Großrosseln und Kleinrosseln – das gäbe vielleicht eine hübsche Großgemeinde. Passt aber rechtlich nicht. Und ehe der deutsche Grenzort in den hoch verschuldeten Nachbarstädten verschwindet, bleibt er lieber für sich, sagt der Bürgermeister.

Eine Fusion mit Völklingen? Um Geld zu sparen? Da kann der Großrosselner Bürgermeister Jörg Dreistadt nur den Kopf schütteln. Völklingen habe die ungleich höhere Pro-Kopf-Verschuldung, mehr Beschäftigte im Verhältnis zur Einwohnerzahl und Steuerhebesätze, die 100 Prozentpunkte höher lägen - "wo soll da für uns der Vorteil sein, was hätten die Leute davon?", fragt der SPD-Politiker rhetorisch.

Nach Einschätzung von Dreistadt fährt die Grenzgemeinde Großrosseln am besten eigenständig, da es als Bestandteil der großen Anrainerkommunen Völklingen und Saarbrücken "völlig verschwinden" würde. Ein halbwegs "passender" Zusammenschluss wäre einzig mit dem französischen Nachbarn Petite Rosselle denkbar, doch eine grenzüberschreitende Fusion ist unter den derzeit bestehenden rechtlichen Bedingungen gar nicht möglich - ganz davon abgesehen, dass nicht einmal die Schläuche der befreundeten Feuerwehren zueinander passen.

Wenn es also darum geht, kommunales Handeln in größeren Einheiten billiger und einfacher zu machen, dann setzt der Großrosselner Bürgermeister auf punktuelle Zusammenarbeit, etwa beim Wasserzweckverband ("läuft hervorragend") oder bei der Gesellschaft Kommunale Beschäftigung mit Völklingen.
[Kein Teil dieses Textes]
//! On-disk document cache.
//!
//! Remote documents are stored as one file per cache key inside the cache
//! directory. Downloads stream into a temporary file next to the final entry
//! and are renamed into place on success, so a reader never observes a
//! partial document. Writers to the same key are serialized.

use crate::fetch::{Downloader, FetchRequest, UreqDownloader};
use crate::{CacheConfig, CacheError, PdfSource};
use std::collections::HashMap;
use std::fs;
use std::io::{self, Write};
use std::path::{Path, PathBuf};
use std::sync::{Arc, Mutex, MutexGuard, PoisonError};
use std::time::{Duration, SystemTime};

const PARTIAL_SUFFIX: &str = ".part";

/// Counters for monitoring cache behavior.
#[derive(Debug, Clone, Copy, Default, PartialEq, Eq)]
pub struct CacheStats {
    /// Resolutions served from a fresh cached copy
    pub hits: u64,
    /// Resolutions that needed a download
    pub misses: u64,
    /// Bytes written by successful downloads
    pub bytes_downloaded: u64,
}

impl CacheStats {
    pub fn hit_rate(&self) -> f64 {
        let total = self.hits + self.misses;
        if total == 0 {
            0.0
        } else {
            self.hits as f64 / total as f64
        }
    }
}

/// Resolves document sources to local files, downloading remote ones.
pub struct DocumentCache {
    config: CacheConfig,
    downloader: Arc<dyn Downloader>,
    key_locks: Mutex<HashMap<String, Arc<Mutex<()>>>>,
    stats: Mutex<CacheStats>,
}

impl std::fmt::Debug for DocumentCache {
    fn fmt(&self, f: &mut std::fmt::Formatter<'_>) -> std::fmt::Result {
        f.debug_struct("DocumentCache")
            .field("cache_dir", &self.config.cache_dir)
            .field("stats", &self.stats())
            .finish()
    }
}

fn lock<T>(mutex: &Mutex<T>) -> MutexGuard<'_, T> {
    mutex.lock().unwrap_or_else(PoisonError::into_inner)
}

impl DocumentCache {
    /// Cache using the blocking HTTP downloader.
    pub fn new(config: CacheConfig) -> Self {
        let downloader = Arc::new(UreqDownloader::new(&config));
        Self::with_downloader(config, downloader)
    }

    pub fn with_downloader(config: CacheConfig, downloader: Arc<dyn Downloader>) -> Self {
        Self {
            config,
            downloader,
            key_locks: Mutex::new(HashMap::new()),
            stats: Mutex::new(CacheStats::default()),
        }
    }

    pub fn config(&self) -> &CacheConfig {
        &self.config
    }

    pub fn cache_dir(&self) -> &Path {
        &self.config.cache_dir
    }

    pub fn stats(&self) -> CacheStats {
        *lock(&self.stats)
    }

    /// Path the cached copy of `source` lives at, whether or not it exists.
    pub fn cached_path(&self, source: &PdfSource) -> Result<PathBuf, CacheError> {
        Ok(self.config.cache_dir.join(source.cache_key(&self.config.extension)?))
    }

    /// Whether a cached copy exists and has not outlived its expiration.
    pub fn is_fresh(&self, source: &PdfSource) -> bool {
        match self.cached_path(source) {
            Ok(path) => entry_is_fresh(&path, source.max_age(), SystemTime::now()),
            Err(_) => false,
        }
    }

    /// Local path for `source`, downloading it first when needed.
    pub fn resolve(&self, source: &PdfSource) -> Result<PathBuf, CacheError> {
        self.resolve_with_progress(source, &mut |_| {})
    }

    /// Like [`resolve`](Self::resolve), reporting download percentages.
    ///
    /// Local sources are returned as-is. A remote source is served from the
    /// cache when caching is enabled and the copy is fresh; otherwise it is
    /// downloaded and replaces any existing entry.
    pub fn resolve_with_progress(
        &self,
        source: &PdfSource,
        progress: &mut dyn FnMut(u8),
    ) -> Result<PathBuf, CacheError> {
        if source.is_empty() {
            return Err(CacheError::InvalidSource);
        }
        if !source.is_remote() {
            return Ok(source.local_path());
        }

        let key = source.cache_key(&self.config.extension)?;
        let path = self.config.cache_dir.join(&key);

        if source.cache && entry_is_fresh(&path, source.max_age(), SystemTime::now()) {
            lock(&self.stats).hits += 1;
            log::debug!("cache hit for {} at {}", source.uri, path.display());
            return Ok(path);
        }

        let key_lock = self.key_lock(&key);
        let result = {
            let _writer = lock(&key_lock);

            // Another writer may have finished while this one waited.
            if source.cache && entry_is_fresh(&path, source.max_age(), SystemTime::now()) {
                lock(&self.stats).hits += 1;
                Ok(path)
            } else {
                lock(&self.stats).misses += 1;
                self.download(source, &path, progress).map(|_| path)
            }
        };

        self.release_key_lock(&key, key_lock);
        result
    }

    fn download(
        &self,
        source: &PdfSource,
        path: &Path,
        progress: &mut dyn FnMut(u8),
    ) -> Result<(), CacheError> {
        fs::create_dir_all(&self.config.cache_dir)?;

        let mut partial = tempfile::Builder::new()
            .prefix(".download-")
            .suffix(PARTIAL_SUFFIX)
            .tempfile_in(&self.config.cache_dir)?;

        let request =
            FetchRequest { url: &source.uri, method: &source.method, headers: &source.headers };

        log::info!("downloading {} into {}", source.uri, path.display());
        let bytes = match self.downloader.fetch(&request, partial.as_file_mut(), progress) {
            Ok(bytes) => bytes,
            Err(err) => {
                log::warn!("download of {} failed: {}", source.uri, err);
                return Err(err);
            }
        };

        partial.as_file_mut().flush()?;
        partial.as_file().sync_all()?;
        partial.persist(path).map_err(|err| CacheError::Io(err.error))?;

        lock(&self.stats).bytes_downloaded += bytes;
        log::info!("cached {} bytes for {}", bytes, source.uri);
        Ok(())
    }

    fn key_lock(&self, key: &str) -> Arc<Mutex<()>> {
        Arc::clone(lock(&self.key_locks).entry(key.to_string()).or_default())
    }

    fn release_key_lock(&self, key: &str, key_lock: Arc<Mutex<()>>) {
        let mut locks = lock(&self.key_locks);
        drop(key_lock);
        // Clones are only taken and dropped under the map lock.
        if locks.get(key).is_some_and(|entry| Arc::strong_count(entry) == 1) {
            locks.remove(key);
        }
    }

    /// Removes the cached copy of `source`. Returns whether a file was removed.
    pub fn clear(&self, source: &PdfSource) -> Result<bool, CacheError> {
        let path = self.cached_path(source)?;
        remove_if_present(&path)
    }

    /// Removes every cache entry with the configured extension.
    pub fn clear_all(&self) -> Result<usize, CacheError> {
        let mut removed = 0;
        for path in self.entries()? {
            if remove_if_present(&path)? {
                removed += 1;
            }
        }
        log::info!("cleared {} cached documents from {}", removed, self.cache_dir().display());
        Ok(removed)
    }

    /// Total bytes of entries with the configured extension.
    pub fn size(&self) -> Result<u64, CacheError> {
        let mut total = 0;
        for path in self.entries()? {
            match fs::metadata(&path) {
                Ok(meta) => total += meta.len(),
                Err(err) if err.kind() == io::ErrorKind::NotFound => {}
                Err(err) => return Err(err.into()),
            }
        }
        Ok(total)
    }

    /// Deletes temporary download files older than `older_than`, left behind
    /// by interrupted processes.
    pub fn sweep_partials(&self, older_than: Duration) -> Result<usize, CacheError> {
        let now = SystemTime::now();
        let mut removed = 0;

        for path in self.files()? {
            let is_partial = path
                .file_name()
                .and_then(|name| name.to_str())
                .is_some_and(|name| name.ends_with(PARTIAL_SUFFIX));
            if !is_partial {
                continue;
            }

            let age = fs::metadata(&path)
                .and_then(|meta| meta.modified())
                .ok()
                .and_then(|modified| now.duration_since(modified).ok())
                .unwrap_or_default();
            if age >= older_than && remove_if_present(&path)? {
                log::debug!("removed stale partial download {}", path.display());
                removed += 1;
            }
        }
        Ok(removed)
    }

    fn entries(&self) -> Result<Vec<PathBuf>, CacheError> {
        let extension = self.config.extension.as_str();
        Ok(self
            .files()?
            .into_iter()
            .filter(|path| path.extension().and_then(|ext| ext.to_str()) == Some(extension))
            .collect())
    }

    fn files(&self) -> Result<Vec<PathBuf>, CacheError> {
        let dir = match fs::read_dir(&self.config.cache_dir) {
            Ok(dir) => dir,
            Err(err) if err.kind() == io::ErrorKind::NotFound => return Ok(Vec::new()),
            Err(err) => return Err(err.into()),
        };

        let mut files = Vec::new();
        for entry in dir {
            let entry = entry?;
            if entry.file_type()?.is_file() {
                files.push(entry.path());
            }
        }
        Ok(files)
    }
}

fn entry_is_fresh(path: &Path, max_age: Option<u64>, now: SystemTime) -> bool {
    let Ok(meta) = fs::metadata(path) else {
        return false;
    };
    if !meta.is_file() {
        return false;
    }

    match max_age {
        None => true,
        Some(secs) => match meta.modified() {
            Ok(modified) => {
                // A modification time in the future counts as age zero.
                let age = now.duration_since(modified).unwrap_or_default();
                age < Duration::from_secs(secs)
            }
            Err(_) => false,
        },
    }
}

fn remove_if_present(path: &Path) -> Result<bool, CacheError> {
    match fs::remove_file(path) {
        Ok(()) => Ok(true),
        Err(err) if err.kind() == io::ErrorKind::NotFound => Ok(false),
        Err(err) => Err(err.into()),
    }
}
Seit zwei Jahren existiert eine Vereinbarung mit Völklingen und Püttlingen, bei der Zusammenarbeit auf diversen Gebieten angestrebt wird: Bei Tourismus und Feuerwehrwesen lässt sich das schon gut an, bei der EDV hakt es, bei den Bauhöfen soll mehr bewegt werden, beim Vollstreckungs- und Forderungsmanagement ist mit dem Landesverwaltungsamt ein Wettbewerber im Weg.

"Sehr weit" ist nach Worten von Jörg Dreistadt die Zusammenlegung der Standesämter gediehen, will heißen die Auflösung desjenigen aus Großrosseln , wo es so gut wie nie Geburten und wenig Sterbefälle zu beurkunden gebe. Die Verbände der Jungen Union in Völklingen und Großrosseln haben konkrete Vorschläge zur interkommunalen Zusammenarbeit unterbreitet. So könnten die Kommunen bei der Verkehrsüberwachung zusammenarbeiten. Ein solches Projekt werde zum Beispiel bereits in Schwalbach, Bous und Ensdorf praktiziert. Auf Grund der Lage des Geislauterner Bauhofes werde eine Zusammenlegung beider Bauhöfe durch Gründung eines Zweckverbandes keine erheblichen Nachteile für Großrosseln mit sich bringen. Die Kooperation der Feuerwehren sollte weiter gestärkt werden. Hier sei wichtig, bei der Anschaffung von Geräten und Sonderfahrzeugen die Bedarfsfrage auch anhand des Vorhandenen in beiden Gemeinden zu klären.